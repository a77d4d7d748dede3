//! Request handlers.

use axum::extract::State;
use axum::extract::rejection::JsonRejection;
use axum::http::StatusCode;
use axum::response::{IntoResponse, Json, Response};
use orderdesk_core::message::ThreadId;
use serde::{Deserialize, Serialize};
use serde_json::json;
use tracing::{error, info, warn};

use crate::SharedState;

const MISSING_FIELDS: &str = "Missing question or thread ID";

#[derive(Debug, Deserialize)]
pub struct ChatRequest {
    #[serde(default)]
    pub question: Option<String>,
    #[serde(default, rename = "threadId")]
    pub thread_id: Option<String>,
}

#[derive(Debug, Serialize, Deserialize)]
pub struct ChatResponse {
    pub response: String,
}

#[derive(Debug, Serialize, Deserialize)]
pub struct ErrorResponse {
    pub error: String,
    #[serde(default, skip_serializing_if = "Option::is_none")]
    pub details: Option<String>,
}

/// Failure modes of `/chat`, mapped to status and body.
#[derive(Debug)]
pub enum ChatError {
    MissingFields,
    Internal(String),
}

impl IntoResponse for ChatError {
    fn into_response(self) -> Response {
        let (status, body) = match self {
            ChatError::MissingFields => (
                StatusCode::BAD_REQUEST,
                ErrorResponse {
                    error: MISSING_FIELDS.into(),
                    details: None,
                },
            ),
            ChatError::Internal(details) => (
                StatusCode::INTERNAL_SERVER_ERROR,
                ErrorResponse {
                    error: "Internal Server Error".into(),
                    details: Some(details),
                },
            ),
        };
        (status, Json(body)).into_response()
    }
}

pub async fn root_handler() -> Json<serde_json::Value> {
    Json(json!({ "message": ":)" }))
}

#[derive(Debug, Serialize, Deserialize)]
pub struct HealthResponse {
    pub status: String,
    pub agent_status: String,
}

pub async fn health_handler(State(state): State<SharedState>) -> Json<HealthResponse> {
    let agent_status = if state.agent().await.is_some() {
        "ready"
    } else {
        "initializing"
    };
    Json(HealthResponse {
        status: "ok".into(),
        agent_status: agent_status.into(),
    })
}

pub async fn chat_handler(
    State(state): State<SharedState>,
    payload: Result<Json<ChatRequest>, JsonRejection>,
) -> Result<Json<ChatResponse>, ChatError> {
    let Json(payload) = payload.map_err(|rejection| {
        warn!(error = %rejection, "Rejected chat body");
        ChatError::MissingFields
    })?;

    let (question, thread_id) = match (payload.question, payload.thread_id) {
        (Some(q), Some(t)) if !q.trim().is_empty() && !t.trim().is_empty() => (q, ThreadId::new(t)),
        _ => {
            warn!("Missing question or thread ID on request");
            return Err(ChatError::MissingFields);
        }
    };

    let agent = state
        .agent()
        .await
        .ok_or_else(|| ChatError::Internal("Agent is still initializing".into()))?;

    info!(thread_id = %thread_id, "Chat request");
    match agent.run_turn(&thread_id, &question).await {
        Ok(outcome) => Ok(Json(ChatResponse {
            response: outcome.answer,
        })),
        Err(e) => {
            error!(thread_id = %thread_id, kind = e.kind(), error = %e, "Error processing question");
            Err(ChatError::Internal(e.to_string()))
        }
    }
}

***

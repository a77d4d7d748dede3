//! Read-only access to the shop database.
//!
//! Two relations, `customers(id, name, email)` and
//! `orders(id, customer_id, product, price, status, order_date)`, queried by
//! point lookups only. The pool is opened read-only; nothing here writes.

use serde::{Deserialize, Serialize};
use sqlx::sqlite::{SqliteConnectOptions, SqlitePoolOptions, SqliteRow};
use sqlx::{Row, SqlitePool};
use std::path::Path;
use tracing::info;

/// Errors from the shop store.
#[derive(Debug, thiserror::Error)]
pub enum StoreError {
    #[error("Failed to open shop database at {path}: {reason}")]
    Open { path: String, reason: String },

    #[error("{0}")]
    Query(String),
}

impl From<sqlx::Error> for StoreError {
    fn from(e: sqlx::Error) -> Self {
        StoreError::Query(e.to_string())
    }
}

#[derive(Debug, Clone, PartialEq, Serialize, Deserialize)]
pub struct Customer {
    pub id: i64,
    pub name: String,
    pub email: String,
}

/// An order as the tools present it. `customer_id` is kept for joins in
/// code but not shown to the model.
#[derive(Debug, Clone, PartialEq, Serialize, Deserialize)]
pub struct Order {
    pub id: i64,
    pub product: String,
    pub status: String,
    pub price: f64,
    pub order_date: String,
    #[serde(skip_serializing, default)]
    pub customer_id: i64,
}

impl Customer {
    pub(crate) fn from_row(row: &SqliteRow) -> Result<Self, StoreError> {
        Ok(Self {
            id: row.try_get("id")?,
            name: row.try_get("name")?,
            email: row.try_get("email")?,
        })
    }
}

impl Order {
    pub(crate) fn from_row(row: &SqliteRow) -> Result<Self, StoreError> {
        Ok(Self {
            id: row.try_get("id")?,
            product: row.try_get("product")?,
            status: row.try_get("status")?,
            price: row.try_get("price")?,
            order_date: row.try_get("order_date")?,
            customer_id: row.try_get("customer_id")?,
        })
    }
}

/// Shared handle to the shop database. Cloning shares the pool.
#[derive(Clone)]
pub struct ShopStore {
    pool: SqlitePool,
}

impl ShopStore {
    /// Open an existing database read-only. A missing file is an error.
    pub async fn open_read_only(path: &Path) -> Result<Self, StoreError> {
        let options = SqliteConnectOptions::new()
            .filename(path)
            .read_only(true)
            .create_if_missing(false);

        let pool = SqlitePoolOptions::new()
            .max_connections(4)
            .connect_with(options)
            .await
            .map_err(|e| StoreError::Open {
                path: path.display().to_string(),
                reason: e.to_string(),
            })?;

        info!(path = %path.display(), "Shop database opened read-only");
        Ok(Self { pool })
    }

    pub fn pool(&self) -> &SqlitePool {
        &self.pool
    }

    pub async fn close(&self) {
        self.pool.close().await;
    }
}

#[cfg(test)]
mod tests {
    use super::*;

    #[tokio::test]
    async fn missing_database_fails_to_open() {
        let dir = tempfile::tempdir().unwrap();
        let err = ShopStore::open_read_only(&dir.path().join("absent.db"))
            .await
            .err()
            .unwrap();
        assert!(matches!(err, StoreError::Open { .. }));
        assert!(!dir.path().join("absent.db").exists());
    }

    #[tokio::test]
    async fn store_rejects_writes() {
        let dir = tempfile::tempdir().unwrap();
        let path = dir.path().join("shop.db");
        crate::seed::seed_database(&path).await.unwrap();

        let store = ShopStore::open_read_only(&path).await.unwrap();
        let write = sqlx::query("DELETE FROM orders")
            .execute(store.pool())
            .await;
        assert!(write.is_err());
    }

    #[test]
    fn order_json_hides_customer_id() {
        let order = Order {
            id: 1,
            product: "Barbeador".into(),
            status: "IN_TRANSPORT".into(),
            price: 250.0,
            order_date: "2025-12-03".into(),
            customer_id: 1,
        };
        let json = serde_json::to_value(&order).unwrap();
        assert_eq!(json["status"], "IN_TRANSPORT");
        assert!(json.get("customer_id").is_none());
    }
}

***

▸ **Task requirements**: Please report every line among the entries that includes "warn".

▸ **Output for this exercise**:
use tracing::{error, info, warn};
        warn!(error = %rejection, "Rejected chat body");
            warn!("Missing question or thread ID on request");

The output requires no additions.